Institut zur Förderung qualitativer Drogenforschung, akzeptierender Drogenarbeit und rationaler Drogenpolitik e. V.
Dr. Wolfgang Schneider von INDRO spricht sich nicht gegen das Modellprojekt zur verantwortungsvollen Regulierung von Cannabis aus. Er sieht jedoch eine sehr große Gefahr. Wenn das Modellprojekt z. B. 6 Jahre dauert, könnte das auf politischer Ebene weitere 6 Jahre Stillstand bedeuten. Die Politiker könnten sich dann immerhin damit herausreden, dass sie zuerst auf die Ergebnisse warten müssen. Er möchte und kann jedoch nicht warten. Auch dank Herrn Schneider wurde in Münster für Schwerstabhängige ein Konsumraum eingerichtet. Genau diese Problemkonsumenten und Schwerstabhängigen können diese 6 Jahre eben nicht mehr warten. Hier muss so schnell wie möglich eine umfassende Harm Reduction betrieben werden.
(In dieser Reihenfolge sind die Diskussionsteilnehmer neben der Moderatorin Dr. Susanne Eichler zu sehen. Weiterhin traten Cornelia Wilkens und Thomas Kollmann zu Beginn der Fachtagung mit Grußworten auf.)

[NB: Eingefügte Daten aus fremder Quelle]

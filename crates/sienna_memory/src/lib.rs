pub mod store;
pub mod sync;

pub use store::{StoreError, UserRecordStore};
pub use sync::{ChangeSource, FileWatchSynchronizer, MtimePoller, RecordChange, SyncReport};

#[cfg(test)]
mod tests;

Verantwortungsvolle Regulierung mit rechtlichen Hürden
Die Moderatoren oder Beteiligten auf der Bühne äußern im Übrigen vor und während der Podiumsdiskussion, dass die Aussichten für den Cannabis Modellantrag der Stadt Münster schlecht aussehen. Die derzeitige und möglicherweise künftige Bundesregierung möchte für den Cannabiskonsum keine legale und zugleich verantwortungsvolle Regulierung. Allein die Erklärung, dass verstrecktes Cannabis gefährlicher als Cannabis wäre, ist für diese Kreise bereits eine Verharmlosung und Konsumaufforderung.
Die BfArM als ausführendes Organ wird ihre Weisungen befolgen und, wie auch zuvor, alles blockieren, was sich blockieren lässt. Deswegen wurden bislang alle vergleichbaren Anträge auf Modellprojekte für eine verantwortungsvolle Regulierung von Cannabis abgelehnt. Dennoch wäre es wichtig, den Weg zu gehen, da man ihn sich damit ebnet. Deswegen wäre es so wichtig, den Antrag intelligent zu formulieren, um das Ablehnen zu erschweren.

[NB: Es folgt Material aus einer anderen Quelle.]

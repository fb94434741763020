//! Localized text for every reply the engine produces itself.

use crate::progress::DailyReward;
use sienna_core::{Language, Profile, Progress, Reminder};

// ============================================================================
// Onboarding
// ============================================================================

pub fn language_selected(language: Language) -> Vec<String> {
    match language {
        Language::Ar => vec![
            "```diff\n+ تم اختيار اللغة العربية +\n```".into(),
            "اكتب اسمك الحقيقي:".into(),
        ],
        Language::En => vec![
            "```diff\n+ English selected +\n```".into(),
            "Write your real name:".into(),
        ],
    }
}

/// Before a language is chosen both languages are shown.
pub fn language_unrecognized() -> String {
    "```css\n[ ⚠️ اختر اللغة / Choose a language ]\n```\
     أرسل **1** أو **عربي** للعربية\nSend **2** or **English** for English"
        .into()
}

pub fn name_accepted(language: Language, name: &str) -> Vec<String> {
    match language {
        Language::Ar => vec![
            format!("```css\n[ 👤 أهلاً وسهلاً يا {name} ]\n```"),
            "عشان نكمل، اكتب عمرك:".into(),
            "`(رقم فقط)`".into(),
        ],
        Language::En => vec![
            format!("```css\n[ 👤 Welcome, {name} ]\n```"),
            "To continue, write your age:".into(),
            "`(numbers only)`".into(),
        ],
    }
}

pub fn name_invalid(language: Language) -> String {
    match language {
        Language::Ar => "```css\n[ ⚠️ الاسم لازم بين 2 و20 حرف ]\n```جرب اسماً أقصر أو أطول".into(),
        Language::En => "```css\n[ ⚠️ The name must be 2 to 20 characters ]\n```Try a shorter or longer one".into(),
    }
}

pub fn age_accepted(language: Language, age: u32) -> Vec<String> {
    match language {
        Language::Ar => vec![
            format!("```diff\n+ تم حفظ العمر : {age} سنة +\n```"),
            "قولي اسمي اللي تحبه:".into(),
            "`(بين 2 و20 حرف)`".into(),
        ],
        Language::En => vec![
            format!("```diff\n+ Age saved: {age} +\n```"),
            "Now tell me what you'd like to call me:".into(),
            "`(2 to 20 characters)`".into(),
        ],
    }
}

pub fn age_not_a_number(language: Language) -> String {
    match language {
        Language::Ar => "```css\n[ ⚠️ الرجاء إدخال عمر صحيح ]\n```أدخل رقماً فقط مثل: 18".into(),
        Language::En => "```css\n[ ⚠️ Please enter a valid age ]\n```Numbers only, for example: 18".into(),
    }
}

pub fn age_too_young(language: Language) -> String {
    match language {
        Language::Ar => "```diff\n- عذراً، السن غير مسموح\n```يجب أن يكون 14 سنة أو أكثر".into(),
        Language::En => "```diff\n- Sorry, this age is not allowed\n```You must be 14 or older".into(),
    }
}

pub fn companion_named(language: Language, profile: &Profile) -> Vec<String> {
    let name = profile.display_name.as_deref().unwrap_or("");
    let age = profile.age.map(|a| a.to_string()).unwrap_or_default();
    match language {
        Language::Ar => vec![
            "```css\n[ ✓ تم اكتمال الإعداد بنجاح ]\n```".into(),
            format!(
                "```ini\n┌────────────────────────────┐\n│ الاسم    : {name}\n│ العمر   : {age} سنة\n│ اسمي الآن: {}\n└────────────────────────────┘\n```",
                profile.companion_name
            ),
            "✨ يمكنك البدء بالحديث معي الآن".into(),
        ],
        Language::En => vec![
            "```css\n[ ✓ Setup complete ]\n```".into(),
            format!(
                "```ini\n┌────────────────────────────┐\n│ Name    : {name}\n│ Age     : {age}\n│ My name : {}\n└────────────────────────────┘\n```",
                profile.companion_name
            ),
            "✨ You can start talking to me now".into(),
        ],
    }
}

pub fn companion_name_invalid(language: Language) -> String {
    match language {
        Language::Ar => "```css\n[ ⚠️ اسم البوت لازم بين 2 و20 حرف ]\n```جرب اسماً مختلفاً".into(),
        Language::En => "```css\n[ ⚠️ My name must be 2 to 20 characters ]\n```Try a different one".into(),
    }
}

pub fn not_activated(language: Language) -> String {
    match language {
        Language::Ar => "```css\n[ 🔒 غير مفعل ]\n```يجب إكمال عملية التفعيل أولاً".into(),
        Language::En => "```css\n[ 🔒 Not activated ]\n```Finish the setup first".into(),
    }
}

// ============================================================================
// Chat
// ============================================================================

pub fn backend_failure(language: Language, detail: &str) -> String {
    match language {
        Language::Ar => format!(
            "```css\n[ ⚠️ خطأ تقني ]\n```حدث خطأ: `{detail}`\nيرجى المحاولة مرة أخرى لاحقاً"
        ),
        Language::En => format!(
            "```css\n[ ⚠️ Technical error ]\n```Something went wrong: `{detail}`\nPlease try again later"
        ),
    }
}

pub fn level_up(language: Language, level: u32) -> String {
    match language {
        Language::Ar => format!("```diff\n+ 🎉 مبروك! وصلت للمستوى {level} +\n```"),
        Language::En => format!("```diff\n+ 🎉 Congrats! You reached level {level} +\n```"),
    }
}

pub fn record_unavailable() -> String {
    "```css\n[ ⚠️ تعذر قراءة بياناتك / Your data could not be read ]\n```\
     حاول مرة أخرى بعد قليل\nPlease try again in a moment"
        .into()
}

// ============================================================================
// Account actions
// ============================================================================

pub fn activation_prompt() -> Vec<String> {
    vec![
        "```css\n[ ✅ تم تفعيل البوت بنجاح! / Activated! ]\n```".into(),
        "🌍 اختر لغة المحادثة / Choose your language:".into(),
        "```css\n[1] عربي\n[2] English\n```".into(),
    ]
}

pub fn invalid_code() -> String {
    "```css\n[ ❌ كود التفعيل غير صحيح / Invalid activation code ]\n```".into()
}

pub fn explicit_changed(language: Language, enabled: bool) -> String {
    match (language, enabled) {
        (Language::Ar, true) => "```css\n[ ⚡ الوضع الجريء: مفعل ✅ ]\n```يمكنك إيقافه بأي وقت".into(),
        (Language::Ar, false) => "```css\n[ ⚡ الوضع الجريء: معطل ❌ ]\n```تم مسح المحادثة والعودة للوضع الطبيعي".into(),
        (Language::En, true) => "```css\n[ ⚡ Bold mode: ON ✅ ]\n```You can turn it off anytime".into(),
        (Language::En, false) => "```css\n[ ⚡ Bold mode: OFF ❌ ]\n```Chat cleared, back to normal".into(),
    }
}

pub fn explicit_underage(language: Language) -> String {
    match language {
        Language::Ar => "```css\n[ 🚫 غير مسموح ]\n```هذه الخاصية متاحة فقط لمن هم فوق 18 سنة".into(),
        Language::En => "```css\n[ 🚫 Not allowed ]\n```This feature is only available to users 18 and over".into(),
    }
}

pub fn reset_prompt(language: Language, window_secs: u64) -> String {
    match language {
        Language::Ar => format!(
            "```diff\n- ⚠️ سيتم حذف كل بياناتك نهائياً\n```اكتب **نعم** للتأكيد خلال {window_secs} ثانية"
        ),
        Language::En => format!(
            "```diff\n- ⚠️ All your data will be deleted permanently\n```Type **yes** to confirm within {window_secs} seconds"
        ),
    }
}

pub fn reset_done(language: Language) -> String {
    match language {
        Language::Ar => "```css\n[ 🗑️ تم حذف بياناتك ]\n```".into(),
        Language::En => "```css\n[ 🗑️ Your data was deleted ]\n```".into(),
    }
}

pub fn reset_cancelled(language: Language) -> String {
    match language {
        Language::Ar => "```css\n[ ✋ تم إلغاء الحذف ]\n```".into(),
        Language::En => "```css\n[ ✋ Deletion cancelled ]\n```".into(),
    }
}

// ============================================================================
// Progress
// ============================================================================

pub fn daily_granted(language: Language, reward: &DailyReward, progress: &Progress) -> String {
    let needed = progress.level * 100;
    match language {
        Language::Ar => format!(
            "```diff\n+ 🎁 الجائزة اليومية: {} XP +\n```🔥 السلسلة: {} يوم | ⭐ المكافأة: {} XP\n📊 الخبرة: {}/{}",
            reward.total(),
            reward.streak,
            reward.streak_bonus,
            progress.xp,
            needed
        ),
        Language::En => format!(
            "```diff\n+ 🎁 Daily reward: {} XP +\n```🔥 Streak: {} days | ⭐ Bonus: {} XP\n📊 XP: {}/{}",
            reward.total(),
            reward.streak,
            reward.streak_bonus,
            progress.xp,
            needed
        ),
    }
}

pub fn daily_already_claimed(language: Language, hours: i64, minutes: i64) -> String {
    match language {
        Language::Ar => format!(
            "```css\n[ ⏳ أخذت جائزتك اليوم ]\n```تعال بعد {hours} ساعة و {minutes} دقيقة"
        ),
        Language::En => format!(
            "```css\n[ ⏳ Already claimed today ]\n```Come back in {hours}h {minutes}m"
        ),
    }
}

// ============================================================================
// Reminders
// ============================================================================

pub fn reminder_added(language: Language, reminder: &Reminder) -> String {
    match language {
        Language::Ar => format!(
            "```diff\n+ ⏰ تم حفظ التذكير #{} الساعة {} +\n```{}",
            reminder.id, reminder.time_of_day, reminder.message
        ),
        Language::En => format!(
            "```diff\n+ ⏰ Reminder #{} saved for {} +\n```{}",
            reminder.id, reminder.time_of_day, reminder.message
        ),
    }
}

pub fn reminder_invalid_time(language: Language) -> String {
    match language {
        Language::Ar => "```css\n[ ⚠️ الوقت غير صحيح ]\n```استخدم الصيغة HH:MM مثل 07:30".into(),
        Language::En => "```css\n[ ⚠️ Invalid time ]\n```Use HH:MM, for example 07:30".into(),
    }
}

pub fn reminder_list(language: Language, reminders: &[Reminder]) -> String {
    if reminders.is_empty() {
        return match language {
            Language::Ar => "📭 لا توجد تذكيرات".into(),
            Language::En => "📭 No reminders".into(),
        };
    }
    let header = match language {
        Language::Ar => "⏰ تذكيراتك:",
        Language::En => "⏰ Your reminders:",
    };
    let lines = reminders
        .iter()
        .map(|r| format!("#{} {} · {}", r.id, r.time_of_day, r.message))
        .collect::<Vec<_>>()
        .join("\n");
    format!("{header}\n{lines}")
}

#[cfg(test)]
mod tests {
    use super::*;

    #[test]
    fn test_onboarding_segment_counts() {
        for lang in [Language::Ar, Language::En] {
            assert_eq!(language_selected(lang).len(), 2);
            assert_eq!(name_accepted(lang, "Sam").len(), 3);
            assert_eq!(age_accepted(lang, 17).len(), 3);
            assert_eq!(companion_named(lang, &Profile::default()).len(), 3);
        }
    }

    #[test]
    fn test_profile_box_lists_answers() {
        let profile = Profile {
            display_name: Some("Sam".into()),
            age: Some(17),
            companion_name: "Nova".into(),
            ..Profile::default()
        };
        let box_text = &companion_named(Language::En, &profile)[1];
        assert!(box_text.contains("Sam"));
        assert!(box_text.contains("17"));
        assert!(box_text.contains("Nova"));
    }

    #[test]
    fn test_empty_reminder_list() {
        assert!(reminder_list(Language::En, &[]).contains("No reminders"));
    }
}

Münster ist mit dem Gedanken zum Cannabis Modellprojekt nicht allein. Es sind derzeit ca. 25 deutsche Städte, die gerne etwas in die richtige Richtung bewegen möchten. In der vorherigen Woche gab es bereits eine Fachtagung in Düsseldorf, Vertreter aus Münster waren vor Ort mit dabei.

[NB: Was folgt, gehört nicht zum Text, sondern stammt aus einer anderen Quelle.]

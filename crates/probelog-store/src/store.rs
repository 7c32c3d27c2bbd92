//! Main log store implementation.

use std::fs::{self, File, OpenOptions};
use std::io::{self, BufRead, BufReader};
use std::path::PathBuf;

use time::OffsetDateTime;
use time::format_description::well_known::Rfc3339;
use tracing::{debug, info, warn};
use zip::ZipWriter;
use zip::write::SimpleFileOptions;

use probelog_types::Reading;

use crate::config::StoreConfig;
use crate::error::{Error, Result};
use crate::pattern;
use crate::query::Query;

/// Header row written once when an active file is created.
pub const CSV_HEADER: [&str; 4] = ["timestamp", "sensor_id", "value", "unit"];

/// Buffered, rotating, zip-archiving sink for [`Reading`]s.
///
/// A store owns at most one active file at a time. Readings accumulate in
/// an in-memory buffer and are written out in arrival order on flush; every
/// flush is followed by a rotation check against the age, size, and
/// row-count triggers in [`StoreConfig`].
pub struct LogStore {
    config: StoreConfig,
    buffer: Vec<Reading>,
    writer: Option<csv::Writer<File>>,
    active_path: Option<PathBuf>,
    last_rotation: OffsetDateTime,
    rows_written: u64,
}

impl LogStore {
    /// Create a store, ensuring the log and archive directories exist.
    ///
    /// Safe to call when the directories are already present. A directory
    /// that cannot be created is fatal: the store cannot operate.
    pub fn open(config: StoreConfig) -> Result<Self> {
        for dir in [config.log_dir.clone(), config.archive_dir()] {
            fs::create_dir_all(&dir).map_err(|e| Error::CreateDirectory {
                path: dir.clone(),
                source: e,
            })?;
        }

        Ok(Self {
            config,
            buffer: Vec::new(),
            writer: None,
            active_path: None,
            last_rotation: OffsetDateTime::now_utc(),
            rows_written: 0,
        })
    }

    /// Open the active file for append, creating it (and its header row)
    /// if needed.
    ///
    /// The file name is the current time rendered through
    /// `filename_pattern`. Resets the rotation anchor to now and recomputes
    /// the row counter from what is already on disk.
    pub fn start(&mut self) -> Result<()> {
        let now = OffsetDateTime::now_utc();
        let filename = pattern::render(&self.config.filename_pattern, now)?;
        let path = self.config.log_dir.join(filename);
        let existed = path.is_file();

        let file = OpenOptions::new().create(true).append(true).open(&path)?;
        let mut writer = csv::Writer::from_writer(file);

        if !existed {
            writer.write_record(CSV_HEADER)?;
            writer.flush()?;
        }

        self.rows_written = count_data_rows(&path)?;
        self.last_rotation = now;
        self.active_path = Some(path.clone());
        self.writer = Some(writer);

        info!(
            "Active log file {} ({} existing rows)",
            path.display(),
            self.rows_written
        );
        Ok(())
    }

    /// Append a reading to the buffer, flushing and checking rotation when
    /// a flush condition is met.
    ///
    /// Two independent flush conditions are evaluated in order: the buffer
    /// reaching `buffer_size`, or its length being a multiple of 10. The
    /// second condition only ever fires when `buffer_size > 10`; this
    /// mirrors the historical behavior and is kept deliberately.
    pub fn record(&mut self, reading: Reading) -> Result<()> {
        self.buffer.push(reading);

        if self.buffer.len() >= self.config.buffer_size {
            self.flush()?;
            self.rotate_if_needed()?;
        } else if self.buffer.len() % 10 == 0 {
            self.flush()?;
            self.rotate_if_needed()?;
        }

        Ok(())
    }

    /// Write all buffered rows to the active file in arrival order and
    /// clear the buffer. No-op when the buffer is empty or no file is open.
    pub fn flush(&mut self) -> Result<()> {
        let Some(writer) = self.writer.as_mut() else {
            return Ok(());
        };
        if self.buffer.is_empty() {
            return Ok(());
        }

        for reading in &self.buffer {
            writer.write_record([
                reading.timestamp.format(&Rfc3339)?,
                reading.sensor_id.clone(),
                format!("{:.2}", reading.value),
                reading.unit.clone(),
            ])?;
        }

        self.rows_written += self.buffer.len() as u64;
        debug!("Flushed {} rows", self.buffer.len());
        self.buffer.clear();
        writer.flush()?;

        Ok(())
    }

    /// Flush, close the active file, and run one final rotation check.
    ///
    /// A store that accumulated enough rows without hitting a
    /// flush-triggered check still rotates on the way out. Note the final
    /// rotation, if taken, reopens a fresh active file, so the store stays
    /// usable afterwards.
    pub fn stop(&mut self) -> Result<()> {
        self.flush()?;
        self.writer = None;
        self.rotate_if_needed()
    }

    /// Number of data rows written to the active file since it was opened.
    pub fn rows_written(&self) -> u64 {
        self.rows_written
    }

    /// Number of readings buffered but not yet persisted.
    pub fn buffered(&self) -> usize {
        self.buffer.len()
    }

    /// Path of the current active file, once [`start`](Self::start) ran.
    pub fn active_path(&self) -> Option<&PathBuf> {
        self.active_path.as_ref()
    }

    /// The store's configuration.
    pub fn config(&self) -> &StoreConfig {
        &self.config
    }

    /// Lazily stream readings whose timestamp lies in `[start, end]`
    /// (inclusive), optionally filtered to one sensor id.
    ///
    /// The result merges every `.csv` file in the log directory (flushed
    /// rows of the active file included; buffered rows are invisible until
    /// flushed) with the decompressed contents of every `.zip` archive.
    /// Enumeration order across files is unspecified; within one file rows
    /// stream in append order.
    pub fn query(
        &self,
        start: OffsetDateTime,
        end: OffsetDateTime,
        sensor_id: Option<&str>,
    ) -> Result<Query> {
        Query::scan(&self.config, start, end, sensor_id)
    }

    fn should_rotate(&self) -> Result<bool> {
        let now = OffsetDateTime::now_utc();
        let elapsed_hours = (now - self.last_rotation).as_seconds_f64() / 3600.0;
        if elapsed_hours >= self.config.rotate_every_hours {
            return Ok(true);
        }

        if let Some(path) = &self.active_path
            && path.is_file()
        {
            let size_mb = fs::metadata(path)?.len() as f64 / (1024.0 * 1024.0);
            if size_mb >= self.config.max_size_mb {
                return Ok(true);
            }
        }

        Ok(self.rows_written >= self.config.rotate_after_lines)
    }

    fn rotate_if_needed(&mut self) -> Result<()> {
        if !self.should_rotate()? {
            return Ok(());
        }

        // Release the append handle before touching the file on disk.
        self.writer = None;

        // A failed archive write aborts this rotation step: the original
        // file stays on disk for a later attempt.
        match self.archive_active() {
            Ok(Some(archive)) => info!("Archived rotated file to {}", archive.display()),
            Ok(None) => {}
            Err(e) => warn!("Archive step failed, keeping un-rotated file: {e}"),
        }

        if let Err(e) = self.prune_archives(OffsetDateTime::now_utc()) {
            warn!("Archive pruning failed: {e}");
        }

        self.start()
    }

    /// Compress the active file into the archive directory, deleting the
    /// original only after the archive write succeeded.
    fn archive_active(&self) -> Result<Option<PathBuf>> {
        let Some(path) = self.active_path.as_ref().filter(|p| p.is_file()) else {
            return Ok(None);
        };
        let name = path
            .file_name()
            .and_then(|n| n.to_str())
            .ok_or_else(|| Error::ActivePath(path.clone()))?;

        // Build the container under a temporary name so a failure partway
        // through never leaves a truncated .zip for queries to trip over.
        let archive_path = self.config.archive_dir().join(format!("{name}.zip"));
        let staging_path = self.config.archive_dir().join(format!("{name}.zip.tmp"));
        let mut zip = ZipWriter::new(File::create(&staging_path)?);
        zip.start_file(name, SimpleFileOptions::default())?;
        io::copy(&mut File::open(path)?, &mut zip)?;
        zip.finish()?;
        fs::rename(&staging_path, &archive_path)?;

        fs::remove_file(path)?;
        Ok(Some(archive_path))
    }

    /// Delete archives whose last-modified time is older than the
    /// retention window, measured in whole days.
    fn prune_archives(&self, now: OffsetDateTime) -> Result<()> {
        for entry in fs::read_dir(self.config.archive_dir())? {
            let entry = entry?;
            let metadata = entry.metadata()?;
            if !metadata.is_file() {
                continue;
            }
            let modified = OffsetDateTime::from(metadata.modified()?);
            if (now - modified).whole_days() > self.config.retention_days {
                debug!("Pruning expired archive {}", entry.path().display());
                fs::remove_file(entry.path())?;
            }
        }
        Ok(())
    }

    #[cfg(test)]
    pub(crate) fn prune_archives_at(&self, now: OffsetDateTime) -> Result<()> {
        self.prune_archives(now)
    }
}

/// Count on-disk data rows: existing lines minus the header, or 0 for a
/// missing file.
fn count_data_rows(path: &std::path::Path) -> Result<u64> {
    if !path.is_file() {
        return Ok(0);
    }
    let lines = BufReader::new(File::open(path)?).lines().count() as u64;
    Ok(lines.saturating_sub(1))
}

Im Übrigen wurde diese Fachkonferenz aus Münster live übertragen. Sie wurde zugleich aufgezeichnet und findet sich vielleicht bereits im Internet.
Schnittpunkte
Eine interessante Beobachtung einiger Referenten und auch in der Podiumsdiskussion ist, dass Cannabis eben nicht die Ursache vieler Probleme sein muss. Macht Marihuanarauchen alles so viel schlimmer oder wird es geraucht, da es bereits schlimm ist? Viele Menschen mit Schmerzen, diversen Krankheiten und auch psychischen Problemen profitieren immerhin vom Marihuana. Viele jedoch nur bei der richtigen Anwendung, die durch den Schwarzmarkt natürlich erschwert wird. Demnach wären hohe THC Gehalte für viele Menschen mit psychischen Leiden sehr schlecht, wobei hohe CBD Gehalte sogar helfen können. Hohe THC Gehalte mit wenig CBD würde zugleich eine Sucht begünstigen. Anmerkung: Dabei geht es vermutlich weniger um die Konzentration als um das Verhältnis von THC zu CBD, welches sich entgegengesetzt beeinflusst. Eine verantwortungsvolle Regulierung würde es den Betroffenen erleichtern, gezielt die richtigen Cannabisprodukte zu konsumieren, womit es ihnen nicht nur gesundheitlich besser gehen kann.